EXERCISE INSTRUCTIONS
Give the count of lines that hold the word "FromStr" in this listing, with nothing added.

DATASET ENTRIES

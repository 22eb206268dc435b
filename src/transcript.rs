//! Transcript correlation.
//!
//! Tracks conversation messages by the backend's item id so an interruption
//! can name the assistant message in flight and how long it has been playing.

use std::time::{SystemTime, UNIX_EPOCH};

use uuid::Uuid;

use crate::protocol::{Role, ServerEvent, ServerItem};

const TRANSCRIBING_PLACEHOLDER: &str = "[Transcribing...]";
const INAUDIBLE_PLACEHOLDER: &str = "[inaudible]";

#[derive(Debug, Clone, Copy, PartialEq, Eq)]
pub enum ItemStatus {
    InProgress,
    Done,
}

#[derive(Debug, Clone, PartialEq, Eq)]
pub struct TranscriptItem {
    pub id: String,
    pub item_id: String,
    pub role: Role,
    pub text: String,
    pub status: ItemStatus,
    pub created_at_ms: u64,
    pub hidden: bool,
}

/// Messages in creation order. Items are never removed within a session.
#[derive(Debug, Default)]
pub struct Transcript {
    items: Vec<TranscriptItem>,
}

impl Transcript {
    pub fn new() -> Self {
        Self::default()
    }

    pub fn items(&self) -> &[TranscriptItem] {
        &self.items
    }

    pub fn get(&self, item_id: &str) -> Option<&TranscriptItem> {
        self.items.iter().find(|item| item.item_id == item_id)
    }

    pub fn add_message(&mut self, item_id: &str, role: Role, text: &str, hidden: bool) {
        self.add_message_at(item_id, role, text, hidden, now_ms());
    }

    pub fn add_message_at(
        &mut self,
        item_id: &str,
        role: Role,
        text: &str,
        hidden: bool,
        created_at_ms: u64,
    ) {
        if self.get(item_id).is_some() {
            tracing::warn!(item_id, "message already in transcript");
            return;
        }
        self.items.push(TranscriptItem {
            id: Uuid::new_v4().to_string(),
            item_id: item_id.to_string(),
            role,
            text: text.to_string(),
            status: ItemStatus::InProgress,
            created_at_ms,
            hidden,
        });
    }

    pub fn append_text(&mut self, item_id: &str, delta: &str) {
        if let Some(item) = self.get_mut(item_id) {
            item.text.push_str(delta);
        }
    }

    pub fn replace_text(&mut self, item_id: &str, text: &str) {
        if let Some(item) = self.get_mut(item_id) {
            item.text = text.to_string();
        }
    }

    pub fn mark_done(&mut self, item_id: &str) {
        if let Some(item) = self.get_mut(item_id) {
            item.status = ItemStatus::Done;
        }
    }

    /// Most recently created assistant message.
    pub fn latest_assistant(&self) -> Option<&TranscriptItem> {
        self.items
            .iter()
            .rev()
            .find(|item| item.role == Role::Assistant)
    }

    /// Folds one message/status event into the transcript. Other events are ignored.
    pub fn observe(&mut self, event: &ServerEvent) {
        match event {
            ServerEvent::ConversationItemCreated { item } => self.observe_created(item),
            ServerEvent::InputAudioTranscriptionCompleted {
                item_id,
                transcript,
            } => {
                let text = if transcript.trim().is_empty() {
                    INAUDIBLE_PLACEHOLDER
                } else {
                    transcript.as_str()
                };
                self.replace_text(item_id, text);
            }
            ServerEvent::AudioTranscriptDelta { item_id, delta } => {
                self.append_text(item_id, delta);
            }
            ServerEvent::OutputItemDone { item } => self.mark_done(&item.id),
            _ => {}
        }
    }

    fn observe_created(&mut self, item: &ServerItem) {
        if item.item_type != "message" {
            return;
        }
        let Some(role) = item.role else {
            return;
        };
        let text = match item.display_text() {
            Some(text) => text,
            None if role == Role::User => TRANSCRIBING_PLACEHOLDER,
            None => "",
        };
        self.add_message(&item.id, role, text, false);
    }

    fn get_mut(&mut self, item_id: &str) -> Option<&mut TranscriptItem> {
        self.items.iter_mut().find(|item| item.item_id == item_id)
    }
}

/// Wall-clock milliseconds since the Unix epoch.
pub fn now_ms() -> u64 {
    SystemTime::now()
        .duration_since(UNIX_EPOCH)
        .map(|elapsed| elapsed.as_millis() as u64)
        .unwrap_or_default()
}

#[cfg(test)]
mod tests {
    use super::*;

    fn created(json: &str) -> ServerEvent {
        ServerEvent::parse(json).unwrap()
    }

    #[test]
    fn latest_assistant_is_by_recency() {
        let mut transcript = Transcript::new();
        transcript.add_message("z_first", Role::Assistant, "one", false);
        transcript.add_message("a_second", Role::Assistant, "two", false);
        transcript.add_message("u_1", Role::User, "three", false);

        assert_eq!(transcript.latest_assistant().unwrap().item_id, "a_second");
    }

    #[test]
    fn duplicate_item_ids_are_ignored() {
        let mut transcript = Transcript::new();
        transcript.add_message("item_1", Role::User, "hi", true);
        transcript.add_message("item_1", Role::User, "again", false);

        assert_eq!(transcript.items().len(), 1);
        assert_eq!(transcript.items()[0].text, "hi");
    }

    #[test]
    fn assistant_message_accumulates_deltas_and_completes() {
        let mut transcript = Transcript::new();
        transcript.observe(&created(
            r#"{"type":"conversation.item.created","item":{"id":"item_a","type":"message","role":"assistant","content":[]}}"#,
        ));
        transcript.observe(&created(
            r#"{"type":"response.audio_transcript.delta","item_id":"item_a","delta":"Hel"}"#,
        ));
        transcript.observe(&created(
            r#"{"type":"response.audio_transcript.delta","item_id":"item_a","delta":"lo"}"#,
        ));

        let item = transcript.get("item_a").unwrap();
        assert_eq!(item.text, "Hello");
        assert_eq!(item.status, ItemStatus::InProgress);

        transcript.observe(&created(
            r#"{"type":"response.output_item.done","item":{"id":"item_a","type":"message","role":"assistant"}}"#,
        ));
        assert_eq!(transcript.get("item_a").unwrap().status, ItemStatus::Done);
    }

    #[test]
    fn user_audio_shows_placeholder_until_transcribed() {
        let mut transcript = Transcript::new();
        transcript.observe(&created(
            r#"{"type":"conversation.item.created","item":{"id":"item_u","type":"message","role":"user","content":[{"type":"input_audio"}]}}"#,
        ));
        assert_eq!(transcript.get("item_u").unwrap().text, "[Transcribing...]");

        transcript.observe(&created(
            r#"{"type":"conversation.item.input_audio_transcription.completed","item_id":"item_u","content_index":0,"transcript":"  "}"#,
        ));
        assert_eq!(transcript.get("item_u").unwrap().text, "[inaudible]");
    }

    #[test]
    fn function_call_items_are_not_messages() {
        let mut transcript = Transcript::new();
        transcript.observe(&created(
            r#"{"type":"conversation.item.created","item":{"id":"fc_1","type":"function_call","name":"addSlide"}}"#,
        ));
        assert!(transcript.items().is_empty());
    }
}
==
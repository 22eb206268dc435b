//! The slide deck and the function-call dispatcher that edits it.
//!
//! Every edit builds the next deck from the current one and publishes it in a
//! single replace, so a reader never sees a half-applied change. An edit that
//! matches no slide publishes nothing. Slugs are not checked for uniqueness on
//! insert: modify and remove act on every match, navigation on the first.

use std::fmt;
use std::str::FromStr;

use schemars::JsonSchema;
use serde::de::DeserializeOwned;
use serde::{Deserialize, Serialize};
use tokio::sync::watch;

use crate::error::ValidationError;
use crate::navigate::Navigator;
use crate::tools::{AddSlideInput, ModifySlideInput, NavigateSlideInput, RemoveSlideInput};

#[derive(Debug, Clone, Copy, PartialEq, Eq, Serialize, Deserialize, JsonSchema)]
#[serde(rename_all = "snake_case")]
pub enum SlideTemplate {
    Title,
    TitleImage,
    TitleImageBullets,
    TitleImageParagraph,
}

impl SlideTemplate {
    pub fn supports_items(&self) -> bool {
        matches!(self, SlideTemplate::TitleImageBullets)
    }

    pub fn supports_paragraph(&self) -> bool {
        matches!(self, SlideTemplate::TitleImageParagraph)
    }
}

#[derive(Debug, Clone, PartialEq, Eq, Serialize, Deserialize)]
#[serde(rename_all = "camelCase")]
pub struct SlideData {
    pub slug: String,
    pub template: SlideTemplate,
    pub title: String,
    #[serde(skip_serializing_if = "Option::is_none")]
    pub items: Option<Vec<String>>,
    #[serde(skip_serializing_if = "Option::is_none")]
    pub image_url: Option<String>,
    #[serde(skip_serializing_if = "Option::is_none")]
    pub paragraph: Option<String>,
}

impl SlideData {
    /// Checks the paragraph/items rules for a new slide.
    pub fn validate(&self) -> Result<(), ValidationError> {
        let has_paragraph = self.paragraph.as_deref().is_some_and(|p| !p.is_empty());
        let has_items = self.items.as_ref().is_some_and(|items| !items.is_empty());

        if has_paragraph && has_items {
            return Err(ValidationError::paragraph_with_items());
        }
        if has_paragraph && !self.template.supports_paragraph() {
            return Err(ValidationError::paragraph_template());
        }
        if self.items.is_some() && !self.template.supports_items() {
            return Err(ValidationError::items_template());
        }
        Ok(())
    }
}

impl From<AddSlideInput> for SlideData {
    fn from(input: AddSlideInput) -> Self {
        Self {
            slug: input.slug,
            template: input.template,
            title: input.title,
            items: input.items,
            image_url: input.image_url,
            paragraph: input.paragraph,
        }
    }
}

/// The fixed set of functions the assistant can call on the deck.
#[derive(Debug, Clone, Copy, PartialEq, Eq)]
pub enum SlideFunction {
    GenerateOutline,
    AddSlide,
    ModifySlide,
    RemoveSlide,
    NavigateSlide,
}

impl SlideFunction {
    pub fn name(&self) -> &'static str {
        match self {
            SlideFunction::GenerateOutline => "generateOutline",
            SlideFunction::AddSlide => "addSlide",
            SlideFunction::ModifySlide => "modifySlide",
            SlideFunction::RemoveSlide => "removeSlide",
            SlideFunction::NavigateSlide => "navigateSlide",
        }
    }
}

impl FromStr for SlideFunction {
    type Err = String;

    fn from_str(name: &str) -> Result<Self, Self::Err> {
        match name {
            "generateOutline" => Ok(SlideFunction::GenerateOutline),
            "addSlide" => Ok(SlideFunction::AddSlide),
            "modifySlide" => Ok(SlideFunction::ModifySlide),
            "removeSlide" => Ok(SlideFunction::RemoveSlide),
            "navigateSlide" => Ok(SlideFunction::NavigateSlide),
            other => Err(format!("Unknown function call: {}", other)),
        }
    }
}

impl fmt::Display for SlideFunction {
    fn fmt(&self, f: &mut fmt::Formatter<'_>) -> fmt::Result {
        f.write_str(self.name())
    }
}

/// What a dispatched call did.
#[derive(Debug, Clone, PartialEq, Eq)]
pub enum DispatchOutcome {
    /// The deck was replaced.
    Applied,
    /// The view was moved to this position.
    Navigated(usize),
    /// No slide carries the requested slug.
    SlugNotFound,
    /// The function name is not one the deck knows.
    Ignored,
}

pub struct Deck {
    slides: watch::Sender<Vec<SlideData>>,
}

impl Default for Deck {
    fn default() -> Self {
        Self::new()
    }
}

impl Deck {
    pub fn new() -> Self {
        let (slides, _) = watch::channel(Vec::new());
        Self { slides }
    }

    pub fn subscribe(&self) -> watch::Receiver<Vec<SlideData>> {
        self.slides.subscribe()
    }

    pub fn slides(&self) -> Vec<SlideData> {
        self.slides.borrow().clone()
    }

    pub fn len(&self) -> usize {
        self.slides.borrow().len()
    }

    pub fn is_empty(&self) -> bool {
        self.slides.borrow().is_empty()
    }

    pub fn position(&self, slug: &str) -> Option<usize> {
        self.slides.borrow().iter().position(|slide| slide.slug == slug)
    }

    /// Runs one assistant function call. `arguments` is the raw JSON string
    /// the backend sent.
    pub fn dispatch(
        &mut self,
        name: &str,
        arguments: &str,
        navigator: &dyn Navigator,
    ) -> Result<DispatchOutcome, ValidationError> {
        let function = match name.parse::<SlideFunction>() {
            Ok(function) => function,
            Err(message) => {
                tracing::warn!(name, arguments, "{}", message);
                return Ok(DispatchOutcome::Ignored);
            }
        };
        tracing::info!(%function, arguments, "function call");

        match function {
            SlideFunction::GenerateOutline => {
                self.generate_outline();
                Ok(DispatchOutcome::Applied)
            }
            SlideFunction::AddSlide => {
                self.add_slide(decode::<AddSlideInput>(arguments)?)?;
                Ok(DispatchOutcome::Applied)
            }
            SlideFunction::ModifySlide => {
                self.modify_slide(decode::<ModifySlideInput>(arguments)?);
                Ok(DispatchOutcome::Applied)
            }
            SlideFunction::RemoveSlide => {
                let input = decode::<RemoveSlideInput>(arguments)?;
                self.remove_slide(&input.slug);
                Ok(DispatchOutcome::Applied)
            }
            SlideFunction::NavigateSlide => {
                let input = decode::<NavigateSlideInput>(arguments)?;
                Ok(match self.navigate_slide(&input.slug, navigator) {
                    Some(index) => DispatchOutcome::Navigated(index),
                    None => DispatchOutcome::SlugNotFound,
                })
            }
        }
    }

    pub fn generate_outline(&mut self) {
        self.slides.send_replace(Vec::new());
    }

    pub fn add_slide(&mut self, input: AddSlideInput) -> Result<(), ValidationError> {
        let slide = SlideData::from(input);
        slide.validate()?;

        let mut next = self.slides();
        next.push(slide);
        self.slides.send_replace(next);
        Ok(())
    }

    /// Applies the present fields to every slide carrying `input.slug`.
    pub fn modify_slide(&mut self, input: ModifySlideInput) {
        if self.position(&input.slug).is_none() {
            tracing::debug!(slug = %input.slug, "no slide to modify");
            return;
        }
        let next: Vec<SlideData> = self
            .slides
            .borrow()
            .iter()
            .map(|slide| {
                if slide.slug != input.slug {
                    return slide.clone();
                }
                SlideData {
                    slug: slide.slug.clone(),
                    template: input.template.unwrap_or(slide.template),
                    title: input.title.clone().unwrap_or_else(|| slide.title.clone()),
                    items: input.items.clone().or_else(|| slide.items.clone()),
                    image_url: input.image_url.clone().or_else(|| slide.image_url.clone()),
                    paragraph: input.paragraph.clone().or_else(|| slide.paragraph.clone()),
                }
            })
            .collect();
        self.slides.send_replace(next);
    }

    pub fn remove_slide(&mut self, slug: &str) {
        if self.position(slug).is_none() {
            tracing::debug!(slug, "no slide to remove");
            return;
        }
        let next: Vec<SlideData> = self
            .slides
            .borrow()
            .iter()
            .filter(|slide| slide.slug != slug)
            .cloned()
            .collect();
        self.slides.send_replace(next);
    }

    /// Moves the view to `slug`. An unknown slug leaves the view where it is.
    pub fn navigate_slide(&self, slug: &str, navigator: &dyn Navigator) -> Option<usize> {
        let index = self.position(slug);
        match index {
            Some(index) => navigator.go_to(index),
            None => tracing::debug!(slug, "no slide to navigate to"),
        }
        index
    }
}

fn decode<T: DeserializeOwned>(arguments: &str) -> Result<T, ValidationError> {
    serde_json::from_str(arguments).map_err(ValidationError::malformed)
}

RESPONSE
2